Map reduce step
A pipeline step that applies a map function to multiple inputs and reduces the results.
References
NONE
MapReduceStep(name, input_state_map, output_state, map_func, reduce_func=lambda results: results, runtime_config_map=None, fixed_args=None)
Bases: BasePipelineStep
, HasInputsMixin
A step that applies a mapping function to multiple inputs and reduces the results.
This step performs parallel processing of multiple input items using: 1. A map function that processes each input item independently. The map function receives a dictionary containing the input values for the current item (derived from input_state_map, runtime_config_map, and fixed_args). 2. A reduce function that combines all the mapped results.
Note on parallel execution: 1. For true parallelism, the map_func MUST be an async function or a Component. 2. Synchronous map functions will block the event loop and run sequentially.

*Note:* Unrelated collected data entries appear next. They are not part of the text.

//! Per-frame cloud motion
//!
//! Turns the latest hand sample into the smoothed scale, rotation and hand
//! interaction values the shader consumes. All constants are per frame, not
//! per second.

use glam::{EulerRot, Mat4, Quat, Vec2, Vec3};

use crate::state::{Gesture, HandSample};

/// Expansion factor for a closed fist
pub const CLOSED_SCALE: f32 = 0.4;
/// Expansion factor for an open hand
pub const OPEN_SCALE: f32 = 1.3;
/// Expansion factor with no hand or a neutral pose
pub const REST_SCALE: f32 = 1.0;
pub const SCALE_BLEND: f32 = 0.12;

/// Hand velocity to rotational velocity
pub const VELOCITY_SENSITIVITY: f32 = 0.5;
pub const MOMENTUM_BLEND: f32 = 0.15;
/// Momentum kept per frame while no hand is visible
pub const FRICTION: f32 = 0.98;
/// Momentum length below which it snaps to zero
pub const MOMENTUM_SNAP: f32 = 1e-4;
/// Radians per frame
pub const MAX_MOMENTUM: f32 = 0.08;

pub const HAND_BLEND: f32 = 0.2;
pub const MIN_INTERACTION_RADIUS: f32 = 1.0;
pub const MAX_INTERACTION_RADIUS: f32 = 6.0;
/// Radius widening per unit of depth away from the camera (-z)
pub const DEPTH_RADIUS_GAIN: f32 = 0.5;

/// `current` moved toward `target` by `factor`
pub fn lerp(current: f32, target: f32, factor: f32) -> f32 {
    current + (target - current) * factor
}

/// Expansion factor the cloud is pulled toward for this sample
pub fn target_scale(hand: &HandSample) -> f32 {
    if !hand.detected {
        return REST_SCALE;
    }
    match hand.gesture {
        Some(Gesture::Closed) => CLOSED_SCALE,
        Some(Gesture::Open) => OPEN_SCALE,
        Some(Gesture::Neutral) | None => REST_SCALE,
    }
}

/// Push radius for a hand at depth `z`; widens as the hand moves away from
/// the camera and never shrinks below `base` when it comes closer
pub fn interaction_radius(base: f32, z: f32) -> f32 {
    (base + (-z).max(0.0) * DEPTH_RADIUS_GAIN).clamp(MIN_INTERACTION_RADIUS, MAX_INTERACTION_RADIUS)
}

/// Rotational velocity, x = pitch and y = yaw, in radians per frame
#[derive(Debug, Clone, Copy, PartialEq, Default)]
pub struct Momentum(Vec2);

impl Momentum {
    pub const ZERO: Self = Self(Vec2::ZERO);

    pub fn new(pitch: f32, yaw: f32) -> Self {
        Self(Vec2::new(pitch, yaw))
    }

    pub fn as_vec2(self) -> Vec2 {
        self.0
    }

    pub fn length(self) -> f32 {
        self.0.length()
    }

    /// Target momentum for a hand that moved by `velocity` in scene units.
    /// Horizontal motion drives pitch (inverted), vertical motion drives yaw.
    pub fn from_hand_velocity(velocity: Vec2) -> Self {
        Self(Vec2::new(-velocity.x, velocity.y) * VELOCITY_SENSITIVITY)
    }

    pub fn blend_toward(&mut self, target: Momentum) {
        self.0 += (target.0 - self.0) * MOMENTUM_BLEND;
    }

    /// One frame of friction
    pub fn decay(&mut self) {
        self.0 *= FRICTION;
        if self.0.length() < MOMENTUM_SNAP {
            self.0 = Vec2::ZERO;
        }
    }

    pub fn clamp(&mut self) {
        self.0 = self.0.clamp_length_max(MAX_MOMENTUM);
    }
}

/// Values handed to the shader for one frame
#[derive(Debug, Clone, Copy, PartialEq)]
pub struct MotionFrame {
    pub scale: f32,
    pub model: Mat4,
    /// Smoothed hand position in the cloud's local frame
    pub hand_local: Vec3,
    pub radius: f32,
    pub hand_active: bool,
}

/// Smoothing state carried from frame to frame
#[derive(Debug, Clone)]
pub struct MotionState {
    scale: f32,
    momentum: Momentum,
    /// Accumulated pitch (x) and yaw (y)
    rotation: Vec2,
    previous_hand: Option<Vec2>,
    hand_local: Vec3,
    radius: f32,
}

impl MotionState {
    pub fn new(base_radius: f32) -> Self {
        Self {
            scale: REST_SCALE,
            momentum: Momentum::ZERO,
            rotation: Vec2::ZERO,
            previous_hand: None,
            hand_local: Vec3::ZERO,
            radius: base_radius,
        }
    }

    pub fn scale(&self) -> f32 {
        self.scale
    }

    pub fn momentum(&self) -> Momentum {
        self.momentum
    }

    fn orientation(&self) -> Quat {
        Quat::from_euler(EulerRot::XYZ, self.rotation.x, self.rotation.y, 0.0)
    }

    /// Advance one frame with the current hand sample
    pub fn step(&mut self, hand: &HandSample, base_radius: f32) -> MotionFrame {
        self.scale = lerp(self.scale, target_scale(hand), SCALE_BLEND);

        if hand.detected {
            let current = hand.position.truncate();
            let velocity = self
                .previous_hand
                .map_or(Vec2::ZERO, |previous| current - previous);
            self.previous_hand = Some(current);
            self.momentum
                .blend_toward(Momentum::from_hand_velocity(velocity));
        } else {
            self.momentum.decay();
            self.previous_hand = None;
        }

        self.momentum.clamp();
        self.rotation += self.momentum.as_vec2();

        let orientation = self.orientation();
        if hand.detected {
            let local = orientation.inverse() * hand.position;
            self.hand_local = self.hand_local.lerp(local, HAND_BLEND);
            self.radius = lerp(
                self.radius,
                interaction_radius(base_radius, hand.position.z),
                HAND_BLEND,
            );
        }

        MotionFrame {
            scale: self.scale,
            model: Mat4::from_quat(orientation),
            hand_local: self.hand_local,
            radius: self.radius,
            hand_active: hand.detected,
        }
    }
}

#[cfg(test)]
mod tests {
    use super::*;

    fn hand_at(x: f32, y: f32, z: f32, gesture: Gesture) -> HandSample {
        HandSample::detected(Vec3::new(x, y, z), gesture)
    }

    #[test]
    fn test_target_scale_per_gesture() {
        assert_eq!(target_scale(&HandSample::NONE), REST_SCALE);
        assert_eq!(target_scale(&hand_at(0.0, 0.0, 0.0, Gesture::Open)), OPEN_SCALE);
        assert_eq!(target_scale(&hand_at(0.0, 0.0, 0.0, Gesture::Closed)), CLOSED_SCALE);
        assert_eq!(target_scale(&hand_at(0.0, 0.0, 0.0, Gesture::Neutral)), REST_SCALE);
    }

    #[test]
    fn test_scale_fixed_point_is_stable() {
        for target in [CLOSED_SCALE, REST_SCALE, OPEN_SCALE] {
            assert_eq!(lerp(target, target, SCALE_BLEND), target);
        }

        let mut state = MotionState::new(2.5);
        for _ in 0..10 {
            let frame = state.step(&HandSample::NONE, 2.5);
            assert_eq!(frame.scale, REST_SCALE);
        }
    }

    #[test]
    fn test_gesture_sequence_scale_trajectory() {
        let samples = [
            HandSample::NONE,
            hand_at(0.0, 0.0, 0.0, Gesture::Open),
            hand_at(0.0, 0.0, 0.0, Gesture::Open),
            hand_at(0.0, 0.0, 0.0, Gesture::Closed),
            HandSample::NONE,
        ];
        let targets = [1.0, 1.3, 1.3, 0.4, 1.0];

        let mut state = MotionState::new(2.5);
        let mut expected = REST_SCALE;
        for (sample, target) in samples.iter().zip(targets) {
            expected += (target - expected) * 0.12;
            let frame = state.step(sample, 2.5);
            assert!(
                (frame.scale - expected).abs() < 1e-6,
                "scale {} != {}",
                frame.scale,
                expected
            );
        }
        // Open pulls up, closed pulls down, release pulls back toward rest
        assert!(state.scale() < 1.0);
    }

    #[test]
    fn test_momentum_never_exceeds_max() {
        let mut state = MotionState::new(2.5);
        for i in 0..50 {
            let x = if i % 2 == 0 { -500.0 } else { 500.0 };
            state.step(&hand_at(x, x * 0.5, 0.0, Gesture::Neutral), 2.5);
            assert!(state.momentum().length() <= MAX_MOMENTUM + 1e-6);
        }

        let mut momentum = Momentum::new(3.0, -4.0);
        momentum.clamp();
        assert!((momentum.length() - MAX_MOMENTUM).abs() < 1e-6);
    }

    #[test]
    fn test_hand_motion_direction() {
        let mut state = MotionState::new(2.5);
        state.step(&hand_at(0.0, 0.0, 0.0, Gesture::Neutral), 2.5);
        state.step(&hand_at(0.1, 0.0, 0.0, Gesture::Neutral), 2.5);
        let momentum = state.momentum().as_vec2();
        assert!(momentum.x < 0.0, "moving right pitches negative");
        assert_eq!(momentum.y, 0.0);

        let expected = -0.1 * VELOCITY_SENSITIVITY * MOMENTUM_BLEND;
        assert!((momentum.x - expected).abs() < 1e-6);
    }

    #[test]
    fn test_first_detection_has_no_velocity() {
        let mut state = MotionState::new(2.5);
        state.step(&hand_at(3.0, 2.0, 0.0, Gesture::Open), 2.5);
        assert_eq!(state.momentum(), Momentum::ZERO);
    }

    #[test]
    fn test_momentum_decays_to_zero_without_hand() {
        let mut state = MotionState::new(2.5);
        state.step(&hand_at(0.0, 0.0, 0.0, Gesture::Neutral), 2.5);
        for i in 1..40 {
            state.step(&hand_at(i as f32 * 0.5, 0.0, 0.0, Gesture::Neutral), 2.5);
        }
        let mut last = state.momentum().length();
        assert!(last > 0.0);

        // Worst case: MAX_MOMENTUM * FRICTION^n < MOMENTUM_SNAP
        let bound = ((MOMENTUM_SNAP / MAX_MOMENTUM).ln() / FRICTION.ln()).ceil() as usize + 1;
        let mut frames = 0;
        while state.momentum().length() > 0.0 {
            state.step(&HandSample::NONE, 2.5);
            let length = state.momentum().length();
            assert!(length < last);
            last = length;
            frames += 1;
            assert!(frames <= bound, "momentum still {} after {} frames", length, frames);
        }
        assert_eq!(state.momentum(), Momentum::ZERO);
    }

    #[test]
    fn test_interaction_radius_widens_away_from_camera() {
        assert_eq!(interaction_radius(2.5, 0.0), 2.5);
        assert_eq!(interaction_radius(2.5, 1.0), 2.5);
        assert!((interaction_radius(2.5, -2.0) - 3.5).abs() < 1e-6);
        assert_eq!(interaction_radius(2.5, -100.0), MAX_INTERACTION_RADIUS);
        assert_eq!(interaction_radius(0.1, 0.0), MIN_INTERACTION_RADIUS);
        // +z is toward the camera, so a nearer hand keeps the base radius
        let near = interaction_radius(2.5, 3.0);
        let far = interaction_radius(2.5, -3.0);
        assert!(far > near);
        assert_eq!(near, 2.5);
    }

    #[test]
    fn test_hand_values_smoothed() {
        let mut state = MotionState::new(2.5);
        let frame = state.step(&hand_at(5.0, 0.0, -2.0, Gesture::Neutral), 2.5);

        // No rotation yet, so local equals world
        assert!((frame.hand_local.x - 5.0 * HAND_BLEND).abs() < 1e-5);
        assert!((frame.hand_local.z + 2.0 * HAND_BLEND).abs() < 1e-5);
        assert!((frame.radius - lerp(2.5, 3.5, HAND_BLEND)).abs() < 1e-6);
        assert!(frame.hand_active);

        let frame = state.step(&HandSample::NONE, 2.5);
        assert!(!frame.hand_active);
    }

    #[test]
    fn test_hand_local_undoes_rotation() {
        let mut state = MotionState::new(2.5);
        state.rotation = Vec2::new(0.0, std::f32::consts::FRAC_PI_2);
        let hand = Vec3::new(1.0, 0.0, 0.0);
        for _ in 0..200 {
            state.step(&HandSample::detected(hand, Gesture::Neutral), 2.5);
        }
        let frame = state.step(&HandSample::detected(hand, Gesture::Neutral), 2.5);
        let world = frame.model.transform_point3(frame.hand_local);
        assert!((world - hand).length() < 1e-3, "{:?}", world);
    }
}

Input handling: 1. Automatically detects which inputs are lists/sequences. 2. Ensures all list inputs have the same length. 3. Broadcasts scalar values to match list lengths. 4. If no list inputs, applies the map function once to the whole input.
Internally, this step uses asyncio.gather() for efficient parallel execution.
Attributes:
Name | Type | Description |
---|---|---|
name |
str
|
A unique identifier for this step. |
map_func |
Component | Callable[[dict[str, Any]], Any]
|
Function to apply to each input item. Will be run in parallel if the function is an asynchronous function. |
reduce_func |
Callable[[list[Any]], Any]
|
Function to reduce the mapped results. |
input_state_map |
dict[str, str]
|
Mapping of function arguments to pipeline state keys. |
output_state |
str
|
Key to store the reduced result in the pipeline state. |
runtime_config_map |
dict[str, str] | None
|
Mapping of function arguments to runtime config keys. |
fixed_args |
dict[str, Any] | None
|
Fixed arguments to pass to the functions. |
Initialize a new MapReduceStep.
Parameters:
Name | Type | Description | Default |
---|---|---|---|
name |
str
|
A unique identifier for this step. |
required |
input_state_map |
dict[str, str]
|
Mapping of function arguments to pipeline state keys. |
required |
output_state |
str
|
Key to store the reduced result in the pipeline state. |
required |
map_func |
Component | Callable[[dict[str, Any]], Any]
|
Function to apply to each input item. The map function receives a dictionary containing the input values derived from input_state_map, runtime_config_map, and fixed_args. |
required |
reduce_func |
Callable[[list[Any]], Any]
|
Function to reduce the mapped results. Defaults to a function that returns the list of results as is. |
lambda results: results
|
runtime_config_map |
dict[str, str] | None
|
Mapping of arguments to runtime config keys. Defaults to None. |
None
|
fixed_args |
dict[str, Any] | None
|
Fixed arguments to pass to the functions. Defaults to None. |
None
|
execute(state, config)
async
Execute the map and reduce operations.
Parameters:
Name | Type | Description | Default |
---|---|---|---|
state |
dict[str, Any]
|
The current state of the pipeline. |
required |
config |
RunnableConfig
|
Runtime configuration. |
required |
Returns:
Type | Description |
---|---|
dict[str, Any]
|
dict[str, Any]: The reduced result stored under output_state. |
Raises:
Type | Description |
---|---|
RuntimeError
|
If an error occurs during execution. |